* [Assigned task]
Look through the listing below and report every line that contains "enum".

* [Supplied data]
-- Opening Marker --

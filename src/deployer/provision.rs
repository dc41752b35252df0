/// Cluster provisioning: resource group, payload rendering and the creation request
use anyhow::{Context, Result};
use base64::{engine::general_purpose::STANDARD, Engine as _};
use std::path::Path;
use tracing::{info, warn};

use crate::azure::{AccessToken, ClusterRef, ManagementApi};
use crate::build::ImageTag;
use crate::template::{Substitutions, Template};

/// Everything needed to create one cluster, fixed for the whole `up` run
#[derive(Debug, Clone)]
pub struct ProvisioningRequest {
    pub cluster_name: String,
    pub location: String,
    pub resource_group: String,
    pub subscription_id: String,
    pub client_id: String,
    pub client_secret: String,
    pub kubernetes_version: Option<String>,
    pub ccm_image: String,
    pub cnm_image: String,
}

impl ProvisioningRequest {
    /// Image references for the controller-manager and node-manager built at `tag`
    pub fn image_references(registry: &str, tag: &ImageTag) -> (String, String) {
        (
            format!("{}/azure-cloud-controller-manager:{}", registry, tag),
            format!("{}/azure-cloud-node-manager:{}-linux-amd64", registry, tag),
        )
    }

    pub fn cluster(&self) -> ClusterRef {
        ClusterRef::new(&self.subscription_id, &self.resource_group, &self.cluster_name)
    }
}

/// The outer cluster template and the inner custom configuration template
#[derive(Debug, Clone)]
pub struct ClusterTemplates {
    pub cluster: Template,
    pub custom_config: Template,
}

impl ClusterTemplates {
    pub async fn load(cluster_path: &Path, custom_config_path: &Path) -> Result<Self> {
        Ok(Self {
            cluster: Template::from_file(cluster_path).await?,
            custom_config: Template::from_file(custom_config_path).await?,
        })
    }

    /// Render the custom configuration, base64 it into the cluster template, and
    /// render the cluster template
    pub fn render(&self, request: &ProvisioningRequest) -> Result<String> {
        let custom_config = self
            .custom_config
            .render_strict(
                &Substitutions::new()
                    .with("CUSTOM_CCM_IMAGE", &request.ccm_image)
                    .with("CUSTOM_CNM_IMAGE", &request.cnm_image),
            )
            .context("Failed to render custom configuration")?;
        let encoded_custom_config = STANDARD.encode(custom_config.as_bytes());

        let mut values = Substitutions::new()
            .with("AKS_CLUSTER_ID", request.cluster().resource_id())
            .with("CLUSTER_NAME", &request.cluster_name)
            .with("AZURE_LOCATION", &request.location)
            .with("AZURE_CLIENT_ID", &request.client_id)
            .with("AZURE_CLIENT_SECRET", &request.client_secret)
            .with_bare("CUSTOM_CONFIG", encoded_custom_config);
        if let Some(version) = &request.kubernetes_version {
            values = values.with("KUBERNETES_VERSION", version);
        }

        let body = self
            .cluster
            .render_strict(&values)
            .context("Failed to render cluster configuration")?;

        serde_json::from_str::<serde_json::Value>(&body).with_context(|| {
            format!(
                "Rendered cluster configuration from {} is not valid JSON",
                self.cluster.describe()
            )
        })?;

        Ok(body)
    }
}

/// Runs the ordered provisioning steps against the management API
pub struct ClusterProvisioner<'a> {
    api: &'a dyn ManagementApi,
}

impl<'a> ClusterProvisioner<'a> {
    pub fn new(api: &'a dyn ManagementApi) -> Self {
        Self { api }
    }

    /// Token, resource group, render, submit. Returns the token for later steps.
    ///
    /// A resource group created here is left in place if a later step fails.
    pub async fn provision(
        &self,
        request: &ProvisioningRequest,
        templates: &ClusterTemplates,
    ) -> Result<AccessToken> {
        let token = self
            .api
            .get_token()
            .await
            .context("Failed to get token from credential")?;

        let group = self
            .api
            .create_or_update_resource_group(&token, &request.resource_group, &request.location)
            .await
            .with_context(|| {
                format!("Failed to create the resource group {:?}", request.resource_group)
            })?;
        match group.properties.as_ref().and_then(|p| p.provisioning_state.as_deref()) {
            Some("Succeeded") | None => info!("Resource group {} created", group.id),
            Some(state) => warn!("Resource group {} is in provisioning state {}", group.id, state),
        }

        let body = templates.render(request)?;

        let cluster = request.cluster();
        info!("Creating AKS cluster {}", cluster.resource_id());
        self.api
            .create_managed_cluster(&token, &cluster, body)
            .await
            .with_context(|| {
                format!("Failed to create the AKS cluster {:?}", request.cluster_name)
            })?;

        info!(
            "An AKS cluster {:?} in resource group {:?} is created",
            request.cluster_name, request.resource_group
        );
        Ok(token)
    }
}
/// Errors returned by Azure AD and Azure Resource Manager calls
use thiserror::Error;

use super::models::CloudErrorResponse;

#[derive(Debug, Error)]
pub enum ArmError {
    /// HTTP 404 from the management plane
    #[error("not found (404): {message}")]
    NotFound { message: String },

    /// Any other status >= 400
    #[error("request failed with status {status}: {message}")]
    Status { status: u16, message: String },

    #[error("authentication failed: {0}")]
    Authentication(String),

    #[error("failed to send request: {0}")]
    Transport(#[from] reqwest::Error),

    #[error("invalid request URL: {0}")]
    Url(#[from] url::ParseError),

    #[error("unexpected response: {0}")]
    InvalidResponse(String),
}

impl ArmError {
    /// Build an error from a failed response, extracting the ARM error body when present
    pub fn from_status(status: u16, body: &str) -> Self {
        let message = match serde_json::from_str::<CloudErrorResponse>(body) {
            Ok(response) => format!("{} - {}", response.error.code, response.error.message),
            Err(_) if body.trim().is_empty() => "<empty body>".to_string(),
            Err(_) => body.trim().to_string(),
        };

        if status == 404 {
            ArmError::NotFound { message }
        } else {
            ArmError::Status { status, message }
        }
    }

    pub fn is_not_found(&self) -> bool {
        matches!(self, ArmError::NotFound { .. })
    }
}
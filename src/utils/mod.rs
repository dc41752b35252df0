/// Shared helpers for shell invocations and polling
pub mod command;
pub mod polling;
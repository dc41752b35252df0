/// Polling utilities for waiting on conditions with timeout
use anyhow::Result;
use std::future::Future;
use std::time::Duration;
use tokio::time::Instant;
use tracing::{debug, info};

/// Configuration for polling operations
#[derive(Debug, Clone)]
pub struct PollingConfig {
    pub timeout: Duration,
    pub interval: Duration,
    pub description: String,
}

impl PollingConfig {
    /// Create a new polling configuration
    pub fn new(timeout: Duration, interval: Duration, description: impl Into<String>) -> Self {
        Self {
            timeout,
            interval,
            description: description.into(),
        }
    }

    /// Poll until condition is met or timeout
    ///
    /// The first attempt runs immediately; later attempts are spaced by
    /// `interval`. Once `timeout` has elapsed after a pending attempt the poll
    /// fails. The condition function should return:
    /// - Ok(Some(T)) when condition is met (returns T)
    /// - Ok(None) when condition is not yet met (continues polling)
    /// - Err(e) when an error occurs (stops polling and returns error)
    pub async fn poll<F, Fut, T>(&self, mut condition: F) -> Result<T>
    where
        F: FnMut() -> Fut,
        Fut: Future<Output = Result<Option<T>>>,
    {
        self.poll_attempts(|| {
            let attempt = condition();
            async move {
                Ok(match attempt.await? {
                    Some(value) => Attempt::Ready(value),
                    None => Attempt::Pending,
                })
            }
        })
        .await
    }

    /// Like [`poll`](Self::poll), but an attempt may ask for its own delay
    /// before the next one
    pub async fn poll_attempts<F, Fut, T>(&self, mut condition: F) -> Result<T>
    where
        F: FnMut() -> Fut,
        Fut: Future<Output = Result<Attempt<T>>>,
    {
        info!("{}...", self.description);

        let start = Instant::now();
        let mut attempt: u32 = 0;

        loop {
            attempt += 1;
            let delay = match condition().await? {
                Attempt::Ready(value) => {
                    info!("✓ {}", self.description);
                    return Ok(value);
                }
                Attempt::Pending => self.interval,
                Attempt::RetryAfter(delay) => delay.min(self.timeout),
            };

            if start.elapsed() >= self.timeout {
                anyhow::bail!(
                    "Timeout after {} seconds ({} attempts): {}",
                    self.timeout.as_secs(),
                    attempt,
                    self.description
                );
            }

            debug!(
                "{}: attempt {} pending, retrying in {:?}",
                self.description, attempt, delay
            );
            tokio::time::sleep(delay).await;
        }
    }
}

/// Outcome of a single polling attempt
#[derive(Debug)]
pub enum Attempt<T> {
    Ready(T),
    /// Not done; wait the configured interval
    Pending,
    /// Not done; wait this long instead of the configured interval
    RetryAfter(Duration),
}
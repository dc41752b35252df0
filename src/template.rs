/// Literal `{PLACEHOLDER}` templating for the cluster creation documents
use anyhow::{Context, Result};
use std::collections::{BTreeMap, BTreeSet};
use std::path::{Path, PathBuf};

/// Placeholder name to replacement value
#[derive(Debug, Clone, Default)]
pub struct Substitutions {
    values: BTreeMap<String, String>,
    /// Names also replaced when they appear as a bare word, without braces
    bare: BTreeSet<String>,
}

impl Substitutions {
    pub fn new() -> Self {
        Self::default()
    }

    /// Add a value for `{name}`
    pub fn with(mut self, name: impl Into<String>, value: impl Into<String>) -> Self {
        self.values.insert(name.into(), value.into());
        self
    }

    /// Add a value for `{name}` that also replaces `name` standing alone as a word
    ///
    /// Older cluster templates carry some tokens without braces.
    pub fn with_bare(mut self, name: impl Into<String>, value: impl Into<String>) -> Self {
        let name = name.into();
        self.bare.insert(name.clone());
        self.values.insert(name, value.into());
        self
    }

    pub fn get(&self, name: &str) -> Option<&str> {
        self.values.get(name).map(String::as_str)
    }

    /// Length of the token starting at byte `pos` of `text` and its value, if any
    fn match_at(&self, text: &str, pos: usize) -> Option<(usize, &str)> {
        let rest = &text[pos..];
        if let Some(after) = rest.strip_prefix('{') {
            let close = after.find('}')?;
            return self.get(&after[..close]).map(|value| (close + 2, value));
        }

        if text[..pos].chars().next_back().is_some_and(is_word_char) {
            return None;
        }
        self.bare.iter().find_map(|name| {
            let tail = rest.strip_prefix(name.as_str())?;
            if tail.chars().next().is_some_and(is_word_char) {
                return None;
            }
            self.get(name).map(|value| (name.len(), value))
        })
    }
}

/// A text document containing `{NAME}` placeholders
#[derive(Debug, Clone)]
pub struct Template {
    source: Option<PathBuf>,
    text: String,
}

impl Template {
    pub fn new(text: impl Into<String>) -> Self {
        Self {
            source: None,
            text: text.into(),
        }
    }

    /// Load a template file
    pub async fn from_file(path: &Path) -> Result<Self> {
        let text = tokio::fs::read_to_string(path)
            .await
            .with_context(|| format!("Failed to read template file at {}", path.display()))?;
        Ok(Self {
            source: Some(path.to_path_buf()),
            text,
        })
    }

    /// Where the template was loaded from, for error messages
    pub fn describe(&self) -> String {
        match &self.source {
            Some(path) => path.display().to_string(),
            None => "<inline template>".to_string(),
        }
    }

    /// Replace every `{NAME}` that has a value in `substitutions`
    ///
    /// Placeholders without a value stay in the output untouched. Replacement
    /// values are never re-scanned, so a value that itself looks like a
    /// placeholder is emitted literally.
    pub fn render(&self, substitutions: &Substitutions) -> String {
        let text = self.text.as_str();
        let mut out = String::with_capacity(text.len());
        let mut copied = 0;
        let mut pos = 0;

        while let Some(c) = text[pos..].chars().next() {
            match substitutions.match_at(text, pos) {
                Some((len, value)) => {
                    out.push_str(&text[copied..pos]);
                    out.push_str(value);
                    pos += len;
                    copied = pos;
                }
                None => pos += c.len_utf8(),
            }
        }
        out.push_str(&text[copied..]);
        out
    }

    /// Render and fail if any `{NAME}` placeholder is left in the output
    pub fn render_strict(&self, substitutions: &Substitutions) -> Result<String> {
        let rendered = self.render(substitutions);
        let leftover = unresolved_placeholders(&rendered);
        if !leftover.is_empty() {
            anyhow::bail!(
                "unresolved placeholders in {}: {}",
                self.describe(),
                leftover.join(", ")
            );
        }
        Ok(rendered)
    }
}

/// All distinct `{NAME}` tokens (upper-case letters, digits, underscores) in `text`
pub fn unresolved_placeholders(text: &str) -> Vec<String> {
    let mut found: Vec<String> = Vec::new();
    let mut rest = text;

    while let Some(open) = rest.find('{') {
        let after = &rest[open + 1..];
        match after.find('}') {
            Some(close) if is_placeholder_name(&after[..close]) => {
                let token = format!("{{{}}}", &after[..close]);
                if !found.contains(&token) {
                    found.push(token);
                }
                rest = &after[close + 1..];
            }
            _ => rest = after,
        }
    }
    found
}

fn is_word_char(c: char) -> bool {
    c.is_ascii_alphanumeric() || c == '_'
}

fn is_placeholder_name(name: &str) -> bool {
    let mut chars = name.chars();
    matches!(chars.next(), Some(c) if c.is_ascii_uppercase())
        && chars.all(|c| c.is_ascii_uppercase() || c.is_ascii_digit() || c == '_')
}
/// Deployer workflows: build, up, down and kubeconfig lookup
pub mod credentials;
pub mod provision;
pub mod teardown;

#[cfg(test)]
pub(crate) mod fake;

use anyhow::{Context, Result};
use std::path::{Path, PathBuf};
use tracing::{info, warn};

use crate::azure::{CredentialKind, ManagementApi};
use crate::build::{BuildRequest, ImageBuilder, ImageTag};
use crate::config::Settings;
use crate::utils::command::CommandRunner;

pub use self::credentials::CredentialPoller;
pub use self::provision::{ClusterProvisioner, ClusterTemplates, ProvisioningRequest};
pub use self::teardown::Teardown;

/// Inputs of one `up` run
#[derive(Debug, Clone)]
pub struct UpOptions {
    pub cluster_name: String,
    /// Overrides the configured location
    pub location: Option<String>,
    /// Outer cluster template
    pub config_path: PathBuf,
    /// Inner custom configuration template
    pub custom_config_path: PathBuf,
    /// Tag of previously pushed images; ignored when `build` is set
    pub ccm_image_tag: Option<String>,
    pub kubernetes_version: Option<String>,
    pub credential_kind: CredentialKind,
    /// Build images first and use their tag
    pub build: Option<BuildRequest>,
}

/// Build and push images, returning their tag
pub async fn build(
    runner: &dyn CommandRunner,
    settings: &Settings,
    request: &BuildRequest,
) -> Result<ImageTag> {
    ImageBuilder::new(runner, settings)
        .build(request)
        .await
        .context("Failed to build images")
}

/// Provision the cluster and write its kubeconfig, returning the kubeconfig path
///
/// Settings, flags and templates are all checked before anything is built or
/// any cloud call is made.
pub async fn up(
    api: &dyn ManagementApi,
    runner: &dyn CommandRunner,
    settings: &Settings,
    options: &UpOptions,
) -> Result<PathBuf> {
    if options.cluster_name.is_empty() {
        anyhow::bail!("cluster name cannot be empty");
    }
    if options.build.is_none() && options.ccm_image_tag.is_none() {
        anyhow::bail!("either a build target or a CCM image tag is required");
    }

    let identity = settings.identity()?;
    let resource_group = settings.resource_group()?;
    let location = settings.location(options.location.as_deref())?;
    let registry = settings.image_registry()?;
    let templates =
        ClusterTemplates::load(&options.config_path, &options.custom_config_path).await?;

    let image_tag = match &options.build {
        Some(request) => {
            if options.ccm_image_tag.is_some() {
                warn!("Ignoring the CCM image tag flag; using the tag of the images built now");
            }
            build(runner, settings, request).await?
        }
        None => ImageTag::new(options.ccm_image_tag.clone().unwrap_or_default()),
    };

    let (ccm_image, cnm_image) = ProvisioningRequest::image_references(&registry, &image_tag);
    info!("Using images {} and {}", ccm_image, cnm_image);

    let request = ProvisioningRequest {
        cluster_name: options.cluster_name.clone(),
        location,
        resource_group,
        subscription_id: identity.subscription_id,
        client_id: identity.client_id,
        client_secret: identity.client_secret,
        kubernetes_version: options.kubernetes_version.clone(),
        ccm_image,
        cnm_image,
    };

    let token = ClusterProvisioner::new(api)
        .provision(&request, &templates)
        .await?;

    CredentialPoller::new(api, settings, options.credential_kind)
        .fetch_kubeconfig(&token, &request.cluster())
        .await
        .context("Failed to get AKS cluster kubeconfig")
}

/// Delete the configured resource group and everything in it
pub async fn down(api: &dyn ManagementApi, settings: &Settings) -> Result<()> {
    let resource_group = settings.resource_group()?;
    Teardown::new(api, settings)
        .delete_resource_group(&resource_group)
        .await
}

/// Kubeconfig a test harness should use: explicit flag, then `$KUBECONFIG`, then `~/.kube/config`
pub fn kubeconfig_location(
    flag: Option<&Path>,
    env_kubeconfig: Option<String>,
    home: Option<String>,
) -> Result<PathBuf> {
    if let Some(path) = flag.filter(|p| !p.as_os_str().is_empty()) {
        return Ok(path.to_path_buf());
    }
    if let Some(path) = env_kubeconfig {
        return Ok(PathBuf::from(path));
    }
    let home = home
        .filter(|h| !h.is_empty())
        .context("Cannot locate a kubeconfig: HOME is not set")?;
    Ok(Path::new(&home).join(".kube").join("config"))
}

-- Closing Marker --

* [Output]
pub enum ArmError {
pub enum Attempt<T> {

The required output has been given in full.